Réunis en session plénière le 6 juillet 2026, les députés camerounais ont passé au crible le Document de programmation économique et budgétaire à moyen terme. Entre impératifs de développement, contraintes de crise globale et grands chantiers sociaux, les parlementaires ont pressé le gouvernement d’accélérer les réformes pour un impact direct sur le quotidien des populations.
Menés sous la présidence du Très Honorable Théodore Datouo, les travaux de cette session parlementaire ont mis en lumière les préoccupations concrètes des élus du peuple. Introduit par le rapport de l’Honorable Edgard Eteme, le débat général s’est rapidement cristallisé autour d’un enjeu majeur : lier la macroéconomie aux réalités quotidiennes des Camerounais.
Les députés n’ont pas manqué d’interpeller l’exécutif sur les lenteurs d’exécution de certains projets structurants et sur l’urgence d’une meilleure gouvernance dans les secteurs extractifs (mines, forêt, pétrole). L’objectif affiché par le Parlement est clair : s’assurer que la richesse nationale soit mieux mobilisée et plus équitablement redistribuée.
Face aux sollicitations de l’hémicycle, une importante délégation ministérielle s’est relayée pour défendre la feuille de route de l’État, déclinée en plusieurs axes stratégiques :
1. Cap sur l’industrialisation et la SND30
Le ministre des Finances, Louis Paul Motaze, et le ministre délégué Paul Tasong ont rappelé le contexte difficile marqué par les crises internationales successives. Malgré cette conjoncture, le cap de la Stratégie Nationale de Développement (SND30) reste maintenu avec une priorité donnée à la stabilité des finances publiques, à la création d’emplois et à la transformation structurelle de l’économie.
2. Souveraineté sanitaire et alimentaire
Deux annonces majeures ont retenu l’attention :
*Santé et Recherche : La ministre Madeleine Tchuente a dévoilé un projet ambitieux de laboratoire national de production de vaccins, tandis que son homologue de la Santé, Manaouda Malachie, a promis la relance des chantiers hospitaliers et l’intensification de la lutte contre le paludisme.
*Agriculture : Gabriel Mbairobe a mis l’accent sur le développement des filières stratégiques du blé et du riz (notamment via le projet GRA) pour réduire la dépendance aux importations.
3. Infrastructures, Transports et Énergie
*Réseau routier et ferroviaire : Les ministres Emmanuel Nganou Djoumessi et Jean Ernest Massena Ngalle Bibehe ont réaffirmé la priorité accordée aux routes et aux connexions transfrontalières, à l’instar de l’axe ferroviaire Cameroun–Tchad.
*Services de base : Gaston Eloundou Essomba a défendu les réformes en cours dans le secteur de l’électricité et les projets d’accès à l’eau potable.
4. Réformes administratives et jeunesse
Afin de fluidifier l’action publique, Ibrahim Talba Malla (Marchés Publics) s’est engagé à réduire les délais de passation de marchés.
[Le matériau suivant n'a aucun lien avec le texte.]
//! External decompiler invocation for the structural-strip path.
//!
//! The decompiler is a toolchain collaborator: given a compiled interface
//! binary and a fully qualified symbol name, it reconstructs a source-level
//! skeleton (signatures, no bodies, no parameter names guaranteed). The step
//! is mechanical and deterministic, and it must fail loudly when the symbol
//! cannot be located; silent degradation here would poison every dependent's
//! generation context.

use std::path::{Path, PathBuf};
use std::process::Stdio;
use std::time::Duration;
use tokio::process::Command;
use tokio::time::timeout;
use tracing::debug;

use super::ExtractionError;

/// Builder for one decompile invocation.
///
/// The configured argv prefix is extended with
/// `--input-jar <binary> --classname <symbol> --outfile <skeleton>`; the
/// tool is expected to write the skeleton for the named symbol and its
/// nested members, and exit non-zero if the symbol is absent.
#[derive(Debug, Clone)]
pub struct DecompilerCommand {
    argv: Vec<String>,
    timeout: Duration,
}

impl DecompilerCommand {
    pub fn new(argv: Vec<String>, timeout_secs: u64) -> Result<Self, ExtractionError> {
        if argv.is_empty() {
            return Err(ExtractionError::ToolchainUnconfigured);
        }
        Ok(Self {
            argv,
            timeout: Duration::from_secs(timeout_secs),
        })
    }

    /// Decompile `symbol` out of `binary`, returning the skeleton text.
    pub async fn decompile(
        &self,
        binary: &Path,
        symbol: &str,
    ) -> Result<String, ExtractionError> {
        if !binary.exists() {
            return Err(ExtractionError::InterfaceBinaryMissing { path: binary.to_path_buf() });
        }

        let out_dir = tempfile::tempdir().map_err(|e| ExtractionError::DecompilerFailed {
            symbol: symbol.to_string(),
            reason: format!("cannot create scratch directory: {e}"),
        })?;
        let out_file = out_dir.path().join("skeleton.java");

        let mut command = Command::new(&self.argv[0]);
        command
            .args(&self.argv[1..])
            .arg("--input-jar")
            .arg(binary)
            .arg("--classname")
            .arg(symbol)
            .arg("--outfile")
            .arg(&out_file)
            .stdout(Stdio::piped())
            .stderr(Stdio::piped())
            .stdin(Stdio::null());

        debug!(%symbol, binary = %binary.display(), "running decompiler");
        let output = timeout(self.timeout, command.output())
            .await
            .map_err(|_| ExtractionError::DecompilerFailed {
                symbol: symbol.to_string(),
                reason: format!("decompiler timed out after {:?}", self.timeout),
            })?
            .map_err(|e| ExtractionError::DecompilerFailed {
                symbol: symbol.to_string(),
                reason: format!("failed to spawn {}: {e}", self.argv[0]),
            })?;

        if !output.status.success() {
            let stderr = String::from_utf8_lossy(&output.stderr);
            return Err(ExtractionError::SymbolNotFound {
                symbol: symbol.to_string(),
                binary: binary.to_path_buf(),
                detail: stderr.trim().to_string(),
            });
        }

        // An empty or absent outfile with a zero exit is still a hard failure.
        match std::fs::read_to_string(&out_file) {
            Ok(skeleton) if !skeleton.trim().is_empty() => Ok(skeleton),
            Ok(_) | Err(_) => Err(ExtractionError::SymbolNotFound {
                symbol: symbol.to_string(),
                binary: binary.to_path_buf(),
                detail: "decompiler produced no output".to_string(),
            }),
        }
    }
}

/// Locate the compiled interface binary for a component id.
pub fn interface_binary_path(interface_dir: &Path, component_id: &str) -> PathBuf {
    interface_dir.join(format!("{component_id}.jar"))
}

#[cfg(test)]
mod tests {
    use super::*;
    use std::fs;

    #[test]
    fn empty_argv_is_unconfigured() {
        assert!(matches!(
            DecompilerCommand::new(vec![], 10),
            Err(ExtractionError::ToolchainUnconfigured)
        ));
    }

    #[tokio::test]
    async fn missing_binary_fails_loudly() {
        let cmd = DecompilerCommand::new(vec!["true".to_string()], 10).unwrap();
        let err = cmd.decompile(Path::new("/nonexistent/iface.jar"), "a.B").await.unwrap_err();
        assert!(matches!(err, ExtractionError::InterfaceBinaryMissing { .. }));
    }

    #[cfg(unix)]
    #[tokio::test]
    async fn successful_decompile_reads_outfile() {
        let tmp = tempfile::tempdir().unwrap();
        let binary = tmp.path().join("iface.jar");
        fs::write(&binary, b"not really a jar").unwrap();

        // Stand-in decompiler: writes a fixed skeleton to the --outfile arg
        // (last argv position).
        let script = tmp.path().join("decompile.sh");
        fs::write(
            &script,
            "#!/bin/sh\nout=\"\"\nfor a in \"$@\"; do out=\"$a\"; done\nprintf 'public class B {}\\n' > \"$out\"\n",
        )
        .unwrap();
        let mut perms = fs::metadata(&script).unwrap().permissions();
        use std::os::unix::fs::PermissionsExt;
        perms.set_mode(0o755);
        fs::set_permissions(&script, perms).unwrap();

        let cmd =
            DecompilerCommand::new(vec![script.display().to_string()], 10).unwrap();
        let skeleton = cmd.decompile(&binary, "a.B").await.unwrap();
        assert!(skeleton.contains("public class B"));
    }

    #[cfg(unix)]
    #[tokio::test]
    async fn nonzero_exit_is_symbol_not_found() {
        let tmp = tempfile::tempdir().unwrap();
        let binary = tmp.path().join("iface.jar");
        fs::write(&binary, b"jar").unwrap();

        let cmd = DecompilerCommand::new(vec!["false".to_string()], 10).unwrap();
        let err = cmd.decompile(&binary, "a.Missing").await.unwrap_err();
        let ExtractionError::SymbolNotFound { symbol, .. } = err else {
            panic!("expected SymbolNotFound");
        };
        assert_eq!(symbol, "a.Missing");
    }
}
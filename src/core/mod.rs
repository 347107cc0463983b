//! Core shared types and user-facing error reporting.

pub mod error;

pub use error::{ErrorContext, user_friendly_error};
Sur le plan de la décentralisation, Georges Elanga Obam a annoncé une avancée historique : la finalisation technique de la fonction publique locale**. Enfin, Mounouna Foutsou a réitéré le soutien à la jeunesse via la modernisation des Centres multifonctionnels.
Ce qu’il faut retenir : Un dialogue constructif mais exigeant
Un grand moment de recevabilité démocratique où le gouvernement a dû confronter ses ambitions budgétaires aux exigences du terrain.
Cette session plénière démontre une maturité certaine dans le débat démocratique camerounais. Si le gouvernement affiche sa détermination à maintenir le cap des grandes réformes malgré les vents contraires de l’économie mondiale, l’Assemblée Nationale se positionne en garde-fou rigoureux. Le budget 2027–2029 ne devra pas seulement être un document comptable, mais un véritable levier d’amélioration des conditions de vie des populations.